During a D&C procedure, a woman is sedated and her cervix is dilated in order to allow a scalpel or vacuum into the uterus to remove tissue associated with pregnancy. This outpatient procedure is generally very routine and free of complications. There can be associated risks, however.
The most common complication of a D&C, according to the Mayo Clinic, would be the perforation of the uterus. In this instance a cutting object would inadvertently poke a hole in the wall of the uterus during the clearing of the pregnancy tissue. Generally these perforations will heal on their own and only represent real concern if a blood vessel or secondary organ is damaged.
More rare complications of a D&C can include:
- Damage to the cervix- It is possible for the cervix to be torn during the procedure. If this were to happen the doctor would apply pressure to the cervix and then use stitches to repair the tear.
- Scar tissue or adhesions inside of the uterus- Known as Asherman’s Syndrome, the development of scar tissue in the uterus happens in roughly 30% of D&C patients. This condition, which becomes more likely with each subsequent D&C, can lead to painful, absent, or otherwise abnormal menstrual cycles. Additionally, it can lead to difficulty with future fertility, occasionally resulting in increased miscarriages or total infertility.

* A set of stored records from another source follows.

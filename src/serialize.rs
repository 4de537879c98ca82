use serde::{Deserialize, Serialize};

pub type PlaylistId = String;

/// Response envelope shared by every paginated endpoint.
#[derive(Deserialize, Debug, Clone)]
pub struct Page<T> {
    pub items: Vec<T>,
    #[serde(default)]
    pub href: Option<String>,
    #[serde(default)]
    pub limit: u32,
    #[serde(default)]
    pub next: Option<String>,
    #[serde(default)]
    pub offset: u32,
    #[serde(default)]
    pub previous: Option<String>,
    #[serde(default)]
    pub total: u32,
}

impl<T> Page<T> {
    /// The cursor of the following page, if there is one.
    pub fn next_url(&self) -> Option<&str> {
        self.next.as_deref().filter(|next| !next.is_empty())
    }
}

#[derive(Serialize, Deserialize, Debug, Clone, PartialEq)]
pub struct Playlist {
    pub id: PlaylistId,
    pub name: String,
}

#[derive(Serialize, Deserialize, Debug, Clone, PartialEq)]
pub struct Item {
    pub added_at: Option<String>,
    pub track: Option<Track>,
}

#[derive(Serialize, Deserialize, Debug, Clone, PartialEq, Default)]
#[serde(default)]
pub struct Track {
    pub album: Album,
    pub artists: Vec<Artist>,
    pub disc_number: u32,
    pub duration_ms: u64,
    pub explicit: bool,
    pub external_ids: ExternalIds,
    pub external_urls: ExternalUrls,
    pub href: Option<String>,
    pub id: Option<String>,
    pub is_local: bool,
    pub name: String,
    pub popularity: Option<u32>,
    pub preview_url: Option<String>,
    pub track_number: u32,
    #[serde(rename = "type")]
    pub kind: String,
    pub uri: Option<String>,
}

#[derive(Serialize, Deserialize, Debug, Clone, PartialEq, Default)]
#[serde(default)]
pub struct Album {
    pub album_group: Option<String>,
    pub album_type: Option<String>,
    pub artists: Vec<Artist>,
    pub external_urls: ExternalUrls,
    pub href: Option<String>,
    pub id: Option<String>,
    pub images: Vec<Image>,
    pub name: String,
    pub release_date: Option<String>,
    pub release_date_precision: Option<String>,
    pub total_tracks: Option<u32>,
    #[serde(rename = "type")]
    pub kind: String,
    pub uri: Option<String>,
}

#[derive(Serialize, Deserialize, Debug, Clone, PartialEq, Default)]
#[serde(default)]
pub struct Artist {
    pub external_urls: ExternalUrls,
    pub href: Option<String>,
    pub id: Option<String>,
    pub name: String,
    #[serde(rename = "type")]
    pub kind: String,
    pub uri: Option<String>,
}

#[derive(Serialize, Deserialize, Debug, Clone, PartialEq, Default)]
#[serde(default)]
pub struct ExternalUrls {
    pub spotify: Option<String>,
}

#[derive(Serialize, Deserialize, Debug, Clone, PartialEq, Default)]
#[serde(default)]
pub struct ExternalIds {
    pub isrc: Option<String>,
}

#[derive(Serialize, Deserialize, Debug, Clone, PartialEq, Default)]
#[serde(default)]
pub struct Image {
    pub height: Option<u32>,
    pub url: String,
    pub width: Option<u32>,
}
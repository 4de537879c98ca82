use failure::Error;
use std::time::Duration;

use super::auth::TokenSource;

const REQUEST_TIMEOUT_SECS: u64 = 30;

/// The one operation the fetchers need from the Web API: an authenticated GET
/// returning the response body.
pub trait SpotifyClient {
    fn get(&self, url: &str) -> Result<String, Error>;
}

pub struct ApiClient {
    http: reqwest::blocking::Client,
    tokens: TokenSource,
}

impl ApiClient {
    pub fn new(tokens: TokenSource) -> Result<ApiClient, Error> {
        let http = reqwest::blocking::Client::builder()
            .timeout(Duration::from_secs(REQUEST_TIMEOUT_SECS))
            .build()?;

        Ok(ApiClient { http, tokens })
    }
}

impl SpotifyClient for ApiClient {
    fn get(&self, url: &str) -> Result<String, Error> {
        let access_token = self.tokens.access_token()?;

        log::debug!("GET {}", url);

        let body = self
            .http
            .get(url)
            .bearer_auth(access_token)
            .send()?
            .error_for_status()?
            .text()?;

        Ok(body)
    }
}

#[cfg(test)]
mockall::mock! {
    pub SpotifyClientM {}
    impl SpotifyClient for SpotifyClientM {
        fn get(&self, url: &str) -> Result<String, Error>;
    }
}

- Infection- While incredibly rare, infection can occur following the procedure. Infections are often detected by a fever or odorous vaginal discharge.
You’ll want to pay close attention to your body following the D&C to ensure that you’re healing properly. Be sure to call your doctor right away if you experience heavy bleeding, bleeding lasting longer than 2 weeks, fever, cramping lasting more than 48 hours, foul smelling discharge, or pain that gets worse (as opposed to more manageable) as the days progress.